Background Increasingly, patients are expected to influence decisions previously reserved for regulatory agencies, pharmaceutical companies, and healthcare professionals. Individual patients have previously represented their patient population when rare, serious adverse events (AEs) were weighed as part of a benefit-risk assessment. However, the degree of heterogeneity of the patient population is critical for how accurately they can be represented by individuals. Objectives This study aims to explore patients’ risk perception of rare, serious adverse effects of medicines with regard to blood glucose-lowering antidiabetics used by the individual patient. Methods Semi-structured interviews were conducted with 18 patients with diabetes with self-perceived serious, but not necessarily rare, AEs (e.g. stroke or valve or bypass surgery).
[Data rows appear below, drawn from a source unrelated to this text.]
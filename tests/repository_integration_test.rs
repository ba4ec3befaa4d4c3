// ==========================================
// 仓储层集成测试
// ==========================================
// 测试目标: 在真实 SQLite 上验证各仓储的建表、CRUD、
//           软删除过滤与报表聚合口径
// ==========================================

mod test_helpers;

use chrono::NaiveDate;
use std::sync::{Arc, Mutex};
use test_helpers::create_test_db;
use textile_erp::db::open_sqlite_connection;
use textile_erp::domain::finance::{LedgerEntry, MachineCost};
use textile_erp::domain::machine::Machine;
use textile_erp::domain::month::MonthWindow;
use textile_erp::domain::personnel::Employee;
use textile_erp::domain::status_log::MachineStatusLog;
use textile_erp::domain::types::{
    CostType, EmployeeStatus, MachineStatus, OwnerType, TransactionType,
};
use textile_erp::repository::{
    ClientRepository, EmployeeRepository, MachineCostRepository, MachineRepository,
    ShareholderRepository, StatusLogRepository, TransactionRepository,
};

struct Repos {
    shareholder_repo: ShareholderRepository,
    machine_repo: MachineRepository,
    status_log_repo: StatusLogRepository,
    employee_repo: EmployeeRepository,
    transaction_repo: TransactionRepository,
    machine_cost_repo: MachineCostRepository,
}

/// 按依赖顺序在共享连接上建表（transactions 的外键需要
/// shareholders/clients/machines 先存在）
fn setup_repos(db_path: &str) -> Repos {
    let conn = Arc::new(Mutex::new(open_sqlite_connection(db_path).unwrap()));
    let shareholder_repo = ShareholderRepository::from_connection(conn.clone()).unwrap();
    let _client_repo = ClientRepository::from_connection(conn.clone()).unwrap();
    Repos {
        shareholder_repo,
        machine_repo: MachineRepository::from_connection(conn.clone()).unwrap(),
        status_log_repo: StatusLogRepository::from_connection(conn.clone()).unwrap(),
        employee_repo: EmployeeRepository::from_connection(conn.clone()).unwrap(),
        transaction_repo: TransactionRepository::from_connection(conn.clone()).unwrap(),
        machine_cost_repo: MachineCostRepository::from_connection(conn).unwrap(),
    }
}

fn machine(number: &str) -> Machine {
    Machine::new(
        number.to_string(),
        "剑杆织机".to_string(),
        OwnerType::Factory,
        None,
        None,
        None,
    )
}

fn date(y: i32, m: u32, d: u32) -> NaiveDate {
    NaiveDate::from_ymd_opt(y, m, d).unwrap()
}

#[test]
fn test_machine_crud_and_soft_delete_filter() {
    let (_tmp, db_path) = create_test_db().unwrap();
    let repos = setup_repos(&db_path);

    let m1 = machine("TX-001");
    let m2 = machine("TX-002");
    repos.machine_repo.insert(&m1).unwrap();
    repos.machine_repo.insert(&m2).unwrap();

    assert_eq!(repos.machine_repo.list(false).unwrap().len(), 2);

    repos.machine_repo.soft_delete(&m1.id, "TEST").unwrap();
    let visible = repos.machine_repo.list(false).unwrap();
    assert_eq!(visible.len(), 1);
    assert_eq!(visible[0].id, m2.id);
    // include_deleted 视图仍能看到
    assert_eq!(repos.machine_repo.list(true).unwrap().len(), 2);

    // 重复删除报 NotFound
    assert!(repos.machine_repo.soft_delete(&m1.id, "TEST").is_err());

    repos.machine_repo.restore(&m1.id).unwrap();
    assert_eq!(repos.machine_repo.list(false).unwrap().len(), 2);
}

#[test]
fn test_machine_number_unique_violation() {
    let (_tmp, db_path) = create_test_db().unwrap();
    let repos = setup_repos(&db_path);

    repos.machine_repo.insert(&machine("TX-001")).unwrap();
    assert!(repos.machine_repo.insert(&machine("TX-001")).is_err());
}

#[test]
fn test_employee_salary_sum_scope() {
    let (_tmp, db_path) = create_test_db().unwrap();
    let repos = setup_repos(&db_path);

    let active = Employee::new("张伟".to_string(), 6_000.0, None);
    repos.employee_repo.insert(&active).unwrap();

    let mut inactive = Employee::new("李娜".to_string(), 9_999.0, None);
    inactive.status = EmployeeStatus::Inactive;
    repos.employee_repo.insert(&inactive).unwrap();

    let deleted = Employee::new("王强".to_string(), 8_888.0, None);
    repos.employee_repo.insert(&deleted).unwrap();
    repos.employee_repo.soft_delete(&deleted.id, "TEST").unwrap();

    // 只计在职且未删除
    let total = repos.employee_repo.sum_active_salaries().unwrap();
    assert!((total - 6_000.0).abs() < 1e-9);
}

#[test]
fn test_status_log_window_overlap_query() {
    let (_tmp, db_path) = create_test_db().unwrap();
    let repos = setup_repos(&db_path);

    let m1 = machine("TX-001");
    let m2 = machine("TX-002");
    repos.machine_repo.insert(&m1).unwrap();
    repos.machine_repo.insert(&m2).unwrap();

    let june_start = date(2025, 6, 1).and_hms_opt(0, 0, 0).unwrap();
    // 与窗口相交
    repos
        .status_log_repo
        .insert(&MachineStatusLog::open(
            m1.id.clone(),
            MachineStatus::Active,
            june_start,
        ))
        .unwrap();
    // 整段在窗口前（5 月内闭合）
    let mut closed_may = MachineStatusLog::open(
        m1.id.clone(),
        MachineStatus::Stopped,
        date(2025, 5, 1).and_hms_opt(0, 0, 0).unwrap(),
    );
    closed_may.end_date = Some(date(2025, 5, 20).and_hms_opt(0, 0, 0).unwrap());
    repos.status_log_repo.insert(&closed_may).unwrap();
    // 已删除机台的流水
    repos
        .status_log_repo
        .insert(&MachineStatusLog::open(
            m2.id.clone(),
            MachineStatus::Active,
            june_start,
        ))
        .unwrap();
    repos.machine_repo.soft_delete(&m2.id, "TEST").unwrap();

    let window = MonthWindow::new(2025, 6).unwrap();
    let logs = repos.status_log_repo.list_overlapping_window(&window).unwrap();
    assert_eq!(logs.len(), 1);
    assert_eq!(logs[0].machine_id, m1.id);
}

#[test]
fn test_transaction_aggregation_scopes() {
    let (_tmp, db_path) = create_test_db().unwrap();
    let repos = setup_repos(&db_path);

    let m1 = machine("TX-001");
    repos.machine_repo.insert(&m1).unwrap();
    let shareholder =
        textile_erp::domain::personnel::Shareholder::new("华泰纺织投资".to_string(), None, 0.0);
    repos.shareholder_repo.insert(&shareholder).unwrap();
    let window = MonthWindow::new(2025, 6).unwrap();

    // 机台直接支出（人工录入）
    repos
        .transaction_repo
        .insert(&LedgerEntry::new(
            TransactionType::Expense,
            "Parts".to_string(),
            600.0,
            date(2025, 6, 6),
            Some(m1.id.clone()),
            None,
            None,
            None,
        ))
        .unwrap();
    // 镜像支出（带 source_id）: 不计入直接支出
    repos
        .transaction_repo
        .insert(&LedgerEntry::mirrored(
            TransactionType::Expense,
            "Maintenance".to_string(),
            2_400.0,
            date(2025, 6, 8),
            Some(m1.id.clone()),
            None,
            None,
            "source-1".to_string(),
        ))
        .unwrap();
    // 共同费用
    repos
        .transaction_repo
        .insert(&LedgerEntry::new(
            TransactionType::Expense,
            "Rent".to_string(),
            8_000.0,
            date(2025, 6, 2),
            None,
            None,
            None,
            None,
        ))
        .unwrap();
    // 股东往来: 不计入共同费用
    repos
        .transaction_repo
        .insert(&LedgerEntry::new(
            TransactionType::Expense,
            "Payout".to_string(),
            5_000.0,
            date(2025, 6, 25),
            None,
            None,
            Some(shareholder.id.clone()),
            None,
        ))
        .unwrap();
    // 别的月份: 不计入
    repos
        .transaction_repo
        .insert(&LedgerEntry::new(
            TransactionType::Expense,
            "Rent".to_string(),
            7_000.0,
            date(2025, 5, 2),
            None,
            None,
            None,
            None,
        ))
        .unwrap();

    let direct = repos
        .transaction_repo
        .sum_direct_expense(&m1.id, &window)
        .unwrap();
    assert!((direct - 600.0).abs() < 1e-9);

    let shared = repos.transaction_repo.sum_shared_overhead(&window).unwrap();
    assert!((shared - 8_000.0).abs() < 1e-9);

    // 当月 EXPENSE 总计（驾驶舱口径,含镜像与股东往来）
    let month_expense = repos
        .transaction_repo
        .sum_month_by_type(TransactionType::Expense, &window)
        .unwrap();
    assert!((month_expense - 16_000.0).abs() < 1e-9);
}

#[test]
fn test_machine_cost_applicable_scope() {
    let (_tmp, db_path) = create_test_db().unwrap();
    let repos = setup_repos(&db_path);

    let m1 = machine("TX-001");
    repos.machine_repo.insert(&m1).unwrap();
    let window = MonthWindow::new(2025, 6).unwrap();

    // 固定成本: 任何月份都计入
    repos
        .machine_cost_repo
        .insert(&MachineCost::new(
            m1.id.clone(),
            CostType::Fixed,
            "Depreciation".to_string(),
            1_500.0,
            None,
            None,
        ))
        .unwrap();
    // 当月变动成本
    repos
        .machine_cost_repo
        .insert(&MachineCost::new(
            m1.id.clone(),
            CostType::Variable,
            "Insurance".to_string(),
            900.0,
            Some(date(2025, 6, 1)),
            None,
        ))
        .unwrap();
    // 上月变动成本: 不计入
    repos
        .machine_cost_repo
        .insert(&MachineCost::new(
            m1.id.clone(),
            CostType::Variable,
            "Insurance".to_string(),
            777.0,
            Some(date(2025, 5, 1)),
            None,
        ))
        .unwrap();
    // 已删除的固定成本: 不计入
    let deleted = MachineCost::new(
        m1.id.clone(),
        CostType::Fixed,
        "Scrapped".to_string(),
        123.0,
        None,
        None,
    );
    repos.machine_cost_repo.insert(&deleted).unwrap();
    repos
        .machine_cost_repo
        .soft_delete(&deleted.id, "TEST")
        .unwrap();

    let applicable = repos
        .machine_cost_repo
        .list_applicable(&m1.id, &window)
        .unwrap();
    assert_eq!(applicable.len(), 2);
    let total: f64 = applicable.iter().map(|c| c.amount).sum();
    assert!((total - 2_400.0).abs() < 1e-9);
}
// ==========================================
// 纺织工厂管理系统 - 仓储层错误类型
// ==========================================
// 工具: thiserror 派生宏
// ==========================================

use thiserror::Error;

/// 仓储层错误类型
#[derive(Error, Debug)]
pub enum RepositoryError {
    // ===== 数据库错误 =====
    #[error("记录未找到: {entity} with id={id}")]
    NotFound { entity: String, id: String },

    #[error("数据库连接失败: {0}")]
    DatabaseConnectionError(String),

    #[error("数据库锁获取失败: {0}")]
    LockError(String),

    #[error("数据库事务失败: {0}")]
    DatabaseTransactionError(String),

    #[error("数据库查询失败: {0}")]
    DatabaseQueryError(String),

    #[error("唯一约束违反: {0}")]
    UniqueConstraintViolation(String),

    #[error("外键约束违反: {0}")]
    ForeignKeyViolation(String),

    // ===== 业务规则错误 =====
    #[error("业务规则违反: {0}")]
    BusinessRuleViolation(String),

    // ===== 数据质量错误 =====
    #[error("数据验证失败: {0}")]
    ValidationError(String),

    #[error("字段值错误 (field={field}): {message}")]
    FieldValueError { field: String, message: String },

    // ===== 通用错误 =====
    #[error("内部错误: {0}")]
    InternalError(String),

    #[error(transparent)]
    Other(#[from] anyhow::Error),
}

// 实现 From<rusqlite::Error>
impl From<rusqlite::Error> for RepositoryError {
    fn from(err: rusqlite::Error) -> Self {
        match err {
            rusqlite::Error::SqliteFailure(_, Some(msg)) => {
                if msg.contains("UNIQUE") {
                    RepositoryError::UniqueConstraintViolation(msg)
                } else if msg.contains("FOREIGN KEY") {
                    RepositoryError::ForeignKeyViolation(msg)
                } else {
                    RepositoryError::DatabaseQueryError(msg)
                }
            }
            rusqlite::Error::QueryReturnedNoRows => RepositoryError::NotFound {
                entity: "Unknown".to_string(),
                id: "Unknown".to_string(),
            },
            _ => RepositoryError::DatabaseQueryError(err.to_string()),
        }
    }
}

/// Result 类型别名
pub type RepositoryResult<T> = Result<T, RepositoryError>;
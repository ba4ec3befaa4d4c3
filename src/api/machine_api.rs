// ==========================================
// 纺织工厂管理系统 - 机台管理 API
// ==========================================
// 职责: 机台 CRUD、软删除/恢复、状态切换
// 红线: FACTORY 机台写入时归一化（分成比例=100,无股东关联）;
//       状态切换必须走 StatusLogRepository 的单事务接口
// ==========================================

use std::sync::Arc;

use crate::api::error::{ApiError, ApiResult};
use crate::config::config_manager::ConfigManager;
use crate::domain::machine::Machine;
use crate::domain::types::{MachineStatus, OwnerType};
use crate::repository::{MachineRepository, StatusLogRepository};
use chrono::{NaiveDate, NaiveDateTime};

// ==========================================
// MachineApi - 机台管理 API
// ==========================================
pub struct MachineApi {
    /// 机台仓储
    machine_repo: Arc<MachineRepository>,
    /// 状态流水仓储
    status_log_repo: Arc<StatusLogRepository>,
    /// 配置管理器（股东机台默认分成比例）
    config: Arc<ConfigManager>,
}

impl MachineApi {
    /// 创建新的 MachineApi 实例
    pub fn new(
        machine_repo: Arc<MachineRepository>,
        status_log_repo: Arc<StatusLogRepository>,
        config: Arc<ConfigManager>,
    ) -> Self {
        Self {
            machine_repo,
            status_log_repo,
            config,
        }
    }

    /// 新增机台
    ///
    /// FACTORY 机台忽略传入的股东与比例（归一化为 100 / NULL）;
    /// SHAREHOLDER 机台未传比例时取配置默认值
    pub fn create_machine(
        &self,
        machine_number: &str,
        machine_type: &str,
        owner_type: OwnerType,
        shareholder_id: Option<String>,
        factory_profit_percentage: Option<f64>,
        start_date: Option<NaiveDate>,
    ) -> ApiResult<Machine> {
        if machine_number.trim().is_empty() {
            return Err(ApiError::InvalidInput("机台编号不能为空".to_string()));
        }
        Self::validate_percentage(factory_profit_percentage)?;

        let pct = match owner_type {
            OwnerType::Factory => Some(100.0),
            OwnerType::Shareholder => {
                Some(factory_profit_percentage.unwrap_or_else(|| self.config.default_factory_share_pct()))
            }
        };

        let machine = Machine::new(
            machine_number.trim().to_string(),
            machine_type.trim().to_string(),
            owner_type,
            shareholder_id,
            pct,
            start_date,
        );
        self.machine_repo.insert(&machine)?;

        tracing::info!(machine_number, %owner_type, "机台创建完成");
        Ok(machine)
    }

    /// 更新机台基础信息
    #[allow(clippy::too_many_arguments)]
    pub fn update_machine(
        &self,
        id: &str,
        machine_number: &str,
        machine_type: &str,
        owner_type: OwnerType,
        shareholder_id: Option<String>,
        status: MachineStatus,
        start_date: Option<NaiveDate>,
        factory_profit_percentage: Option<f64>,
    ) -> ApiResult<Machine> {
        if machine_number.trim().is_empty() {
            return Err(ApiError::InvalidInput("机台编号不能为空".to_string()));
        }
        Self::validate_percentage(factory_profit_percentage)?;

        let mut machine = self.machine_repo.get(id)?;
        machine.machine_number = machine_number.trim().to_string();
        machine.machine_type = machine_type.trim().to_string();
        machine.owner_type = owner_type;
        machine.status = status;
        machine.start_date = start_date;
        match owner_type {
            OwnerType::Factory => {
                machine.shareholder_id = None;
                machine.factory_profit_percentage = 100.0;
            }
            OwnerType::Shareholder => {
                machine.shareholder_id = shareholder_id;
                machine.factory_profit_percentage = factory_profit_percentage
                    .unwrap_or_else(|| self.config.default_factory_share_pct());
            }
        }

        self.machine_repo.update(&machine)?;
        Ok(machine)
    }

    /// 查询单台机台
    pub fn get_machine(&self, id: &str) -> ApiResult<Machine> {
        if id.trim().is_empty() {
            return Err(ApiError::InvalidInput("机台ID不能为空".to_string()));
        }
        Ok(self.machine_repo.get(id)?)
    }

    /// 查询全部机台（按机台编号排序）
    pub fn list_machines(&self, include_deleted: bool) -> ApiResult<Vec<Machine>> {
        Ok(self.machine_repo.list(include_deleted)?)
    }

    /// 软删除机台
    pub fn delete_machine(&self, id: &str, operator: &str) -> ApiResult<()> {
        self.machine_repo.soft_delete(id, operator)?;
        tracing::info!(machine_id = id, operator, "机台已软删除");
        Ok(())
    }

    /// 恢复已软删除的机台
    pub fn restore_machine(&self, id: &str) -> ApiResult<()> {
        self.machine_repo.restore(id)?;
        tracing::info!(machine_id = id, "机台已恢复");
        Ok(())
    }

    /// 状态切换（以当前时刻为切换点）
    pub fn change_status(&self, id: &str, status: MachineStatus) -> ApiResult<()> {
        self.change_status_at(id, status, chrono::Local::now().naive_local())
    }

    /// 状态切换（指定切换时刻,供数据修补与测试使用）
    ///
    /// 单事务完成: 封口旧状态区间 + 开启新区间 + 回写 machines.status
    pub fn change_status_at(
        &self,
        id: &str,
        status: MachineStatus,
        at: NaiveDateTime,
    ) -> ApiResult<()> {
        if id.trim().is_empty() {
            return Err(ApiError::InvalidInput("机台ID不能为空".to_string()));
        }

        self.status_log_repo.record_transition(id, status, at)?;
        tracing::info!(machine_id = id, %status, %at, "机台状态切换完成");
        Ok(())
    }

    // ===== 内部: 校验 =====

    fn validate_percentage(pct: Option<f64>) -> ApiResult<()> {
        if let Some(p) = pct {
            if !(0.0..=100.0).contains(&p) {
                return Err(ApiError::InvalidInput(format!(
                    "工厂分成比例必须在 0-100 之间: {}",
                    p
                )));
            }
        }
        Ok(())
    }
}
The interviews explored the patients’ history of disease, perceptions of the terms rare and serious, and overall levels of risk aversion. A thematic analysis of the interviews, including a consensus discussion, was carried out. Results Interestingly, respondents rarely made a clear distinction between medicines-induced AEs and complications related to disease progression. Concerns regarding AEs were apparently diverse but were systematically related to the personal experiences of the respondents. Respondents routinely ignored information about possible rare, serious AEs, unless it could be related to personal experience. In the absence of experience, concerns were focused on common and less serious AEs, thus disregarding rare and more serious events. Conclusion The study suggests that experience of AEs, related to either medicines or disease, constitutes an important factor of patient risk perception. We therefore propose that serious adverse experiences should be added to the traditional panel of socioeconomic factors that are accounted for when patients are invited to give input on regulatory decisions.